# ACTIVITY:
Search the material for "collections" and show all lines that contain it.

── DATA TO EXAMINE ──

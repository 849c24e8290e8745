//! Assignment optimizer: sequential best-insertion over technician gaps.
//!
//! Each round scores every pending job against every free gap in every
//! compatible technician's day, then commits the single cheapest feasible
//! insertion and re-derives feasibility. Jobs that have no feasible
//! insertion in a round are marked unassignable immediately: each job is
//! classified exactly once, even though a later commit can occasionally
//! shift a gap's departure point in a pending job's favor. This is a
//! polynomial-time heuristic, not an exact solver; exact multi-vehicle
//! routing is NP-hard and runs must answer in real time.
//!
//! Ties are broken by weighted cost, then job priority (higher first), then
//! earliest due date, then job id, then technician order, then gap index.
//! The key is a total order, so the per-round candidate scan can fan out
//! across rayon workers without disturbing which insertion wins.

use std::cmp::Ordering;
use std::time::{Duration, Instant};

use rayon::prelude::*;
use tracing::{debug, info, warn};

use crate::error::{PlanError, Result};
use crate::model::{free_gaps, Gap, Job, JobId, LatLng, Schedule, Slot, Technician};
use crate::traits::{Confidence, TravelTimeEstimator};

#[derive(Debug, Clone)]
pub struct OptimizeOptions {
    /// Cost discount per priority level: an insertion's weighted cost is
    /// `marginal_travel / (1 + priority_weight * priority)`.
    pub priority_weight: f64,
    /// Cap on total assigned travel per technician, in minutes.
    pub max_travel_minutes_per_technician: Option<i32>,
    /// Wall-clock budget for one run. On expiry the schedule built so far
    /// is returned with the remaining jobs unassignable and `partial` set.
    pub time_budget: Option<Duration>,
}

impl Default for OptimizeOptions {
    fn default() -> Self {
        Self {
            priority_weight: 0.25,
            max_travel_minutes_per_technician: None,
            time_budget: Some(Duration::from_secs(10)),
        }
    }
}

/// One scheduled or committed interval on a technician's day.
#[derive(Debug, Clone)]
struct Entry {
    start: i32,
    end: i32,
    location: LatLng,
    assignment: Option<Assigned>,
}

#[derive(Debug, Clone)]
struct Assigned {
    job_idx: usize,
    travel_secs: i32,
    travel_minutes: i32,
    skill_score: f64,
}

#[derive(Debug)]
struct RouteState<'a> {
    tech: &'a Technician,
    /// Time-ordered, non-overlapping. Committed slots carry no assignment.
    entries: Vec<Entry>,
    /// Sum of assigned arrival-travel seconds, for the per-technician cap.
    travel_secs: i32,
}

impl<'a> RouteState<'a> {
    fn seed(tech: &'a Technician) -> Self {
        let entries = tech
            .committed
            .iter()
            .map(|c| Entry {
                start: c.start,
                end: c.end,
                location: c.location,
                assignment: None,
            })
            .collect();
        Self {
            tech,
            entries,
            travel_secs: 0,
        }
    }

    fn gaps(&self) -> Vec<Gap> {
        free_gaps(
            self.tech.working_hours,
            self.tech.start_location,
            self.entries.iter().map(|e| (e.start, e.end, e.location)),
        )
    }

    /// Index at which an entry filling this gap would be inserted.
    fn insert_position(&self, gap: &Gap) -> usize {
        self.entries.iter().filter(|e| e.end <= gap.start).count()
    }
}

#[derive(Debug, Clone)]
struct Candidate {
    job_idx: usize,
    tech_idx: usize,
    entry_pos: usize,
    gap_idx: usize,
    start: i32,
    end: i32,
    travel_secs: i32,
    travel_minutes: i32,
    /// Travel onward to the gap's successor, when one exists.
    next_travel: Option<(i32, i32)>,
    marginal_secs: i32,
    weighted_cost: f64,
    skill_score: f64,
    low_confidence: bool,
}

/// Produces a schedule for one team, one day.
///
/// Inputs are read-only snapshots; the result classifies every job as
/// either assigned (a [`Slot`]) or unassignable. Output slots are
/// time-ordered and non-overlapping per technician and respect working
/// hours, committed slots, job windows, and travel times.
pub fn optimize<E>(
    jobs: &[Job],
    technicians: &[Technician],
    estimator: &E,
    options: &OptimizeOptions,
) -> Result<Schedule>
where
    E: TravelTimeEstimator + Sync,
{
    validate(jobs, technicians)?;

    let started = Instant::now();
    let mut routes: Vec<RouteState<'_>> = technicians.iter().map(RouteState::seed).collect();
    let mut pending: Vec<usize> = (0..jobs.len()).collect();
    let mut unassignable: Vec<JobId> = Vec::new();
    let mut partial = false;
    let mut degraded = false;

    while !pending.is_empty() {
        if let Some(budget) = options.time_budget {
            if started.elapsed() >= budget {
                warn!(
                    remaining = pending.len(),
                    "optimization budget exhausted, returning partial schedule"
                );
                partial = true;
                unassignable.extend(pending.drain(..).map(|i| jobs[i].id.clone()));
                break;
            }
        }

        let evaluations: Vec<(usize, Option<Candidate>, bool)> = pending
            .par_iter()
            .map(|&job_idx| {
                let (candidate, saw_error) =
                    best_insertion_for(job_idx, jobs, &routes, estimator, options);
                (job_idx, candidate, saw_error)
            })
            .collect();

        let mut feasible: Vec<Candidate> = Vec::new();
        for (job_idx, candidate, saw_error) in evaluations {
            degraded |= saw_error;
            match candidate {
                Some(c) => feasible.push(c),
                None => {
                    debug!(job = %jobs[job_idx].id, "no feasible insertion");
                    unassignable.push(jobs[job_idx].id.clone());
                }
            }
        }
        pending.retain(|i| feasible.iter().any(|c| c.job_idx == *i));

        let Some(winner) = feasible.into_iter().min_by(|a, b| commit_order(a, b, jobs)) else {
            break;
        };

        degraded |= winner.low_confidence;
        debug!(
            job = %jobs[winner.job_idx].id,
            technician = %technicians[winner.tech_idx].id,
            start = winner.start,
            marginal_secs = winner.marginal_secs,
            "committing insertion"
        );
        commit(&mut routes[winner.tech_idx], &winner, jobs);
        pending.retain(|&i| i != winner.job_idx);
    }

    let mut slots: Vec<Slot> = Vec::new();
    for route in &routes {
        for entry in &route.entries {
            let Some(assigned) = &entry.assignment else {
                continue;
            };
            slots.push(Slot {
                technician_id: route.tech.id.clone(),
                technician_name: route.tech.name.clone(),
                job_id: jobs[assigned.job_idx].id.clone(),
                start: entry.start,
                end: entry.end,
                travel_minutes: assigned.travel_minutes,
                skill_match_score: assigned.skill_score,
            });
        }
    }
    slots.sort_by(|a, b| {
        a.start
            .cmp(&b.start)
            .then_with(|| a.technician_id.cmp(&b.technician_id))
            .then_with(|| a.job_id.cmp(&b.job_id))
    });
    unassignable.sort();

    info!(
        assigned = slots.len(),
        unassignable = unassignable.len(),
        partial,
        degraded,
        elapsed_ms = started.elapsed().as_millis() as u64,
        "optimization run complete"
    );

    Ok(Schedule {
        slots,
        unassignable,
        partial,
        degraded,
    })
}

/// Cheapest feasible insertion for one job across all technicians and gaps.
///
/// Deterministic: candidates are scanned in technician order, then gap
/// order, and a strictly-better comparison keeps the first of equals.
fn best_insertion_for<E>(
    job_idx: usize,
    jobs: &[Job],
    routes: &[RouteState<'_>],
    estimator: &E,
    options: &OptimizeOptions,
) -> (Option<Candidate>, bool)
where
    E: TravelTimeEstimator,
{
    let job = &jobs[job_idx];
    let mut best: Option<Candidate> = None;
    let mut saw_error = false;

    for (tech_idx, route) in routes.iter().enumerate() {
        if !route.tech.can_do(job) {
            continue;
        }
        let skill_score = route.tech.skill_match_score(job);

        for (gap_idx, gap) in route.gaps().into_iter().enumerate() {
            // Estimator failure makes this insertion infeasible, never the
            // whole run.
            let arrival_est = match estimator.estimate(gap.depart_from, job.location) {
                Ok(est) => est,
                Err(_) => {
                    saw_error = true;
                    continue;
                }
            };

            let arrival = gap.start + arrival_est.duration_secs;
            let start = match job.window {
                Some(w) => arrival.max(w.earliest_start),
                None => arrival,
            };
            let end = start + job.duration_secs();

            if let Some(w) = job.window {
                if end > w.latest_end {
                    continue;
                }
            }

            let next_est = match gap.next_location {
                Some(next) => match estimator.estimate(job.location, next) {
                    Ok(est) => Some(est),
                    Err(_) => {
                        saw_error = true;
                        continue;
                    }
                },
                None => None,
            };

            let clear_by = end + next_est.map(|e| e.duration_secs).unwrap_or(0);
            if clear_by > gap.end {
                continue;
            }

            let mut marginal = arrival_est.duration_secs;
            let mut low_confidence = arrival_est.confidence == Confidence::StraightLine;
            if let (Some(next_est), Some(next)) = (next_est, gap.next_location) {
                marginal += next_est.duration_secs;
                low_confidence |= next_est.confidence == Confidence::StraightLine;
                match estimator.estimate(gap.depart_from, next) {
                    Ok(replaced) => marginal -= replaced.duration_secs,
                    // Without the replaced leg, charge both new legs in full.
                    Err(_) => saw_error = true,
                }
            }

            if let Some(cap) = options.max_travel_minutes_per_technician {
                if route.travel_secs + marginal > cap * 60 {
                    continue;
                }
            }

            let weighted_cost =
                marginal as f64 / (1.0 + options.priority_weight * f64::from(job.priority));

            let candidate = Candidate {
                job_idx,
                tech_idx,
                entry_pos: route.insert_position(&gap),
                gap_idx,
                start,
                end,
                travel_secs: arrival_est.duration_secs,
                travel_minutes: arrival_est.minutes(),
                next_travel: next_est.map(|e| (e.duration_secs, e.minutes())),
                marginal_secs: marginal,
                weighted_cost,
                skill_score,
                low_confidence,
            };

            let better = match &best {
                None => true,
                Some(current) => {
                    candidate
                        .weighted_cost
                        .total_cmp(&current.weighted_cost)
                        .then_with(|| candidate.tech_idx.cmp(&current.tech_idx))
                        .then_with(|| candidate.gap_idx.cmp(&current.gap_idx))
                        == Ordering::Less
                }
            };
            if better {
                best = Some(candidate);
            }
        }
    }

    (best, saw_error)
}

/// Total order over this round's best-per-job candidates.
fn commit_order(a: &Candidate, b: &Candidate, jobs: &[Job]) -> Ordering {
    let (ja, jb) = (&jobs[a.job_idx], &jobs[b.job_idx]);
    a.weighted_cost
        .total_cmp(&b.weighted_cost)
        .then_with(|| jb.priority.cmp(&ja.priority))
        .then_with(|| ja.due().cmp(&jb.due()))
        .then_with(|| ja.id.cmp(&jb.id))
        .then_with(|| a.tech_idx.cmp(&b.tech_idx))
        .then_with(|| a.gap_idx.cmp(&b.gap_idx))
}

fn commit(route: &mut RouteState<'_>, winner: &Candidate, jobs: &[Job]) {
    route.entries.insert(
        winner.entry_pos,
        Entry {
            start: winner.start,
            end: winner.end,
            location: jobs[winner.job_idx].location,
            assignment: Some(Assigned {
                job_idx: winner.job_idx,
                travel_secs: winner.travel_secs,
                travel_minutes: winner.travel_minutes,
                skill_score: winner.skill_score,
            }),
        },
    );

    // The successor now arrives from the inserted job, not from the gap's
    // old departure point.
    if let Some((next_secs, next_minutes)) = winner.next_travel {
        if let Some(next) = route.entries.get_mut(winner.entry_pos + 1) {
            if let Some(assigned) = &mut next.assignment {
                assigned.travel_secs = next_secs;
                assigned.travel_minutes = next_minutes;
            }
        }
    }

    route.travel_secs = route
        .entries
        .iter()
        .filter_map(|e| e.assignment.as_ref().map(|a| a.travel_secs))
        .sum();
}

fn validate(jobs: &[Job], technicians: &[Technician]) -> Result<()> {
    let mut job_ids = std::collections::HashSet::new();
    for job in jobs {
        if !job_ids.insert(&job.id) {
            return Err(PlanError::InvalidInput(format!("duplicate job id {}", job.id)));
        }
        if !job.location.is_valid() {
            return Err(PlanError::InvalidInput(format!(
                "job {} has invalid coordinates",
                job.id
            )));
        }
        if job.duration_minutes < 0 {
            return Err(PlanError::InvalidInput(format!(
                "job {} has negative duration",
                job.id
            )));
        }
        if let Some(window) = job.window {
            if !window.is_valid() {
                return Err(PlanError::InvalidInput(format!(
                    "job {} has inverted time window",
                    job.id
                )));
            }
        }
    }

    let mut tech_ids = std::collections::HashSet::new();
    for tech in technicians {
        if !tech_ids.insert(&tech.id) {
            return Err(PlanError::InvalidInput(format!(
                "duplicate technician id {}",
                tech.id
            )));
        }
        if !tech.start_location.is_valid() {
            return Err(PlanError::InvalidInput(format!(
                "technician {} has invalid coordinates",
                tech.id
            )));
        }
        if !tech.working_hours.is_valid() {
            return Err(PlanError::InvalidInput(format!(
                "technician {} has inverted working hours",
                tech.id
            )));
        }
        let mut prev_end = i32::MIN;
        for slot in &tech.committed {
            if slot.start > slot.end || !slot.location.is_valid() {
                return Err(PlanError::InvalidInput(format!(
                    "technician {} has a malformed committed slot",
                    tech.id
                )));
            }
            if slot.start < prev_end {
                return Err(PlanError::InvalidInput(format!(
                    "technician {} has overlapping or unordered committed slots",
                    tech.id
                )));
            }
            prev_end = slot.end;
        }
    }

    Ok(())
}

───

# ANSWER FOR THE TASK:
    let mut job_ids = std::collections::HashSet::new();
    let mut tech_ids = std::collections::HashSet::new();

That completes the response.